■ What is being asked ■
From the top of the records below, return each line exactly, ending with the line that contains "migrations on startup".

[Dataset entries]
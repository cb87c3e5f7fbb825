use config::{Config, ConfigError, Environment, File};
use serde::Deserialize;
use std::env;
use std::path::Path;
use thiserror::Error;
use tracing::{error, info};
use validator::{Validate, ValidationError, ValidationErrors};

/// Default values for configuration
const DEFAULT_LOG_LEVEL: &str = "info";
const DEFAULT_ENV: &str = "development";
const CONFIG_DIR: &str = "config";
const DEFAULT_CURRENCY: &str = "BRL";
const DEFAULT_PAYMENT_PROVIDER_BASE_URL: &str = "https://api.stripe.com";
const DEFAULT_PAYMENT_PROVIDER_TIMEOUT_SECS: u64 = 10;

#[derive(Debug, Error)]
pub enum AppConfigError {
    #[error("Configuration error: {0}")]
    Load(#[from] ConfigError),
    #[error("Configuration validation error: {0}")]
    Validation(#[from] ValidationErrors),
}

/// Application configuration structure with validation
#[derive(Clone, Debug, Deserialize, Validate)]
#[serde(deny_unknown_fields)]
pub struct AppConfig {
    /// Database connection URL
    #[validate(length(min = 1))]
    pub database_url: String,

    /// Application environment
    #[validate(length(min = 1))]
    pub environment: String,

    /// Logging level
    #[serde(default = "default_log_level")]
    #[validate(custom = "validate_log_level")]
    pub log_level: String,

    /// Log in JSON format (structured logging)
    #[serde(default)]
    pub log_json: bool,

    /// Whether to run database migrations on startup
    #[serde(default)]
    pub auto_migrate: bool,

    /// DB pool: max connections
    #[serde(default = "default_db_max_connections")]
    #[validate(range(min = 1))]
    pub db_max_connections: u32,

    /// DB pool: min connections
    #[serde(default = "default_db_min_connections")]
    pub db_min_connections: u32,

    /// DB timeouts (seconds)
    #[serde(default = "default_db_connect_timeout_secs")]
    pub db_connect_timeout_secs: u64,
    #[serde(default = "default_db_idle_timeout_secs")]
    pub db_idle_timeout_secs: u64,
    #[serde(default = "default_db_acquire_timeout_secs")]
    pub db_acquire_timeout_secs: u64,

    /// ISO 4217 currency charged at checkout
    #[serde(default = "default_currency")]
    #[validate(custom = "validate_currency")]
    pub currency: String,

    /// Payment provider API root, e.g. "https://api.stripe.com"
    #[serde(default = "default_payment_provider_base_url")]
    #[validate(url)]
    pub payment_provider_base_url: String,

    /// Payment provider secret API key
    #[serde(default)]
    pub payment_provider_secret_key: Option<String>,

    /// Transport timeout for payment provider calls
    #[serde(default = "default_payment_provider_timeout_secs")]
    #[validate(range(min = 1, max = 120))]
    pub payment_provider_timeout_secs: u64,

    /// Where the hosted checkout sends the payer after paying
    #[validate(url)]
    pub checkout_success_url: String,

    /// Where the hosted checkout sends the payer after abandoning
    #[validate(url)]
    pub checkout_cancel_url: String,
}

impl AppConfig {
    pub fn new(database_url: String, environment: String) -> Self {
        Self {
            database_url,
            environment,
            log_level: default_log_level(),
            log_json: false,
            auto_migrate: false,
            db_max_connections: default_db_max_connections(),
            db_min_connections: default_db_min_connections(),
            db_connect_timeout_secs: default_db_connect_timeout_secs(),
            db_idle_timeout_secs: default_db_idle_timeout_secs(),
            db_acquire_timeout_secs: default_db_acquire_timeout_secs(),
            currency: default_currency(),
            payment_provider_base_url: default_payment_provider_base_url(),
            payment_provider_secret_key: None,
            payment_provider_timeout_secs: default_payment_provider_timeout_secs(),
            checkout_success_url: "http://localhost:3000/checkout/success".to_string(),
            checkout_cancel_url: "http://localhost:3000/checkout/cancel".to_string(),
        }
    }

    pub fn is_production(&self) -> bool {
        self.environment.eq_ignore_ascii_case("production")
    }

    pub fn is_development(&self) -> bool {
        self.environment.eq_ignore_ascii_case("development")
    }

    pub fn log_level(&self) -> &str {
        &self.log_level
    }

    /// Constraints that depend on the environment and cannot be expressed as field rules.
    pub fn validate_additional_constraints(&self) -> Result<(), ValidationErrors> {
        if !self.is_production() {
            return Ok(());
        }

        let mut errors = ValidationErrors::new();

        let has_secret = self
            .payment_provider_secret_key
            .as_deref()
            .map(|s| !s.trim().is_empty())
            .unwrap_or(false);
        if !has_secret {
            let mut err = ValidationError::new("payment_provider_secret_key");
            err.message = Some("payment_provider_secret_key is required in production".into());
            errors.add("payment_provider_secret_key", err);
        }

        for (field, url) in [
            ("payment_provider_base_url", &self.payment_provider_base_url),
            ("checkout_success_url", &self.checkout_success_url),
            ("checkout_cancel_url", &self.checkout_cancel_url),
        ] {
            if !url.starts_with("https://") {
                let mut err = ValidationError::new("https_required");
                err.message = Some(format!("{} must use https in production", field).into());
                errors.add(field, err);
            }
        }

        if errors.errors().is_empty() {
            Ok(())
        } else {
            Err(errors)
        }
    }
}

fn default_log_level() -> String {
    DEFAULT_LOG_LEVEL.to_string()
}
fn default_db_max_connections() -> u32 {
    10
}
fn default_db_min_connections() -> u32 {
    1
}
fn default_db_connect_timeout_secs() -> u64 {
    30
}
fn default_db_idle_timeout_secs() -> u64 {
    600
}
fn default_db_acquire_timeout_secs() -> u64 {
    8
}
fn default_currency() -> String {
    DEFAULT_CURRENCY.to_string()
}
fn default_payment_provider_base_url() -> String {
    DEFAULT_PAYMENT_PROVIDER_BASE_URL.to_string()
}
fn default_payment_provider_timeout_secs() -> u64 {
    DEFAULT_PAYMENT_PROVIDER_TIMEOUT_SECS
}

fn validate_log_level(level: &str) -> Result<(), ValidationError> {
    let valid_levels = ["trace", "debug", "info", "warn", "error"];
    if valid_levels.contains(&level.to_lowercase().as_str()) {
        Ok(())
    } else {
        let mut err = ValidationError::new("log_level");
        err.message = Some("Must be one of: trace, debug, info, warn, error".into());
        Err(err)
    }
}

fn validate_currency(currency: &str) -> Result<(), ValidationError> {
    if currency.len() == 3 && currency.chars().all(|c| c.is_ascii_alphabetic()) {
        Ok(())
    } else {
        let mut err = ValidationError::new("currency");
        err.message = Some("currency must be a three-letter ISO 4217 code".into());
        Err(err)
    }
}

/// Initializes tracing using the provided log level as the default filter
pub fn init_tracing(level: &str, json: bool) {
    use tracing_subscriber::{fmt, EnvFilter};

    let default_directive = format!("lovepage_api={},lovepage_cli={},sea_orm=warn", level, level);
    let filter_directive = env::var("RUST_LOG")
        .ok()
        .filter(|s| !s.trim().is_empty())
        .unwrap_or(default_directive);

    if json {
        let _ = fmt()
            .with_env_filter(EnvFilter::new(filter_directive))
            .json()
            .try_init();
    } else {
        let _ = fmt()
            .with_env_filter(EnvFilter::new(filter_directive))
            .try_init();
    }
}

/// Loads application configuration
///
/// Layers configuration sources in this order:
/// 1. Built-in defaults
/// 2. Default config (config/default.toml)
/// 3. Environment-specific config (config/{env}.toml)
/// 4. Environment variables (APP__*)
pub fn load_config() -> Result<AppConfig, AppConfigError> {
    let run_env = env::var("RUN_ENV")
        .or_else(|_| env::var("APP_ENV"))
        .unwrap_or_else(|_| DEFAULT_ENV.to_string());
    info!("Loading configuration for environment: {}", run_env);

    if !Path::new(CONFIG_DIR).exists() {
        info!(
            "Config directory '{}' not found; relying on built-in defaults and environment variables",
            CONFIG_DIR
        );
    }

    let config = Config::builder()
        .set_default("database_url", "sqlite://lovepage.db?mode=rwc")?
        .set_default("environment", run_env.as_str())?
        .set_default("log_level", DEFAULT_LOG_LEVEL)?
        .set_default("log_json", false)?
        .set_default("checkout_success_url", "http://localhost:3000/checkout/success")?
        .set_default("checkout_cancel_url", "http://localhost:3000/checkout/cancel")?
        .add_source(File::with_name(&format!("{}/default", CONFIG_DIR)).required(false))
        .add_source(File::with_name(&format!("{}/{}", CONFIG_DIR, run_env)).required(false))
        .add_source(Environment::with_prefix("APP").separator("__"))
        .build()?;

    let app_config: AppConfig = config.try_deserialize()?;

    app_config.validate().map_err(|e| {
        error!("Configuration validation failed: {:?}", e);
        AppConfigError::Validation(e)
    })?;

    app_config.validate_additional_constraints().map_err(|e| {
        error!("Configuration security validation failed: {:?}", e);
        AppConfigError::Validation(e)
    })?;

    info!("Configuration loaded successfully");
    Ok(app_config)
}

■ Worked solution ■
repository cb87c3e5f7fbb825
use config::{Config, ConfigError, Environment, File};
use serde::Deserialize;
use std::env;
use std::path::Path;
use thiserror::Error;
use tracing::{error, info};
use validator::{Validate, ValidationError, ValidationErrors};

/// Default values for configuration
const DEFAULT_LOG_LEVEL: &str = "info";
const DEFAULT_ENV: &str = "development";
const CONFIG_DIR: &str = "config";
const DEFAULT_CURRENCY: &str = "BRL";
const DEFAULT_PAYMENT_PROVIDER_BASE_URL: &str = "https://api.stripe.com";
const DEFAULT_PAYMENT_PROVIDER_TIMEOUT_SECS: u64 = 10;

#[derive(Debug, Error)]
pub enum AppConfigError {
    #[error("Configuration error: {0}")]
    Load(#[from] ConfigError),
    #[error("Configuration validation error: {0}")]
    Validation(#[from] ValidationErrors),
}

/// Application configuration structure with validation
#[derive(Clone, Debug, Deserialize, Validate)]
#[serde(deny_unknown_fields)]
pub struct AppConfig {
    /// Database connection URL
    #[validate(length(min = 1))]
    pub database_url: String,

    /// Application environment
    #[validate(length(min = 1))]
    pub environment: String,

    /// Logging level
    #[serde(default = "default_log_level")]
    #[validate(custom = "validate_log_level")]
    pub log_level: String,

    /// Log in JSON format (structured logging)
    #[serde(default)]
    pub log_json: bool,

    /// Whether to run database migrations on startup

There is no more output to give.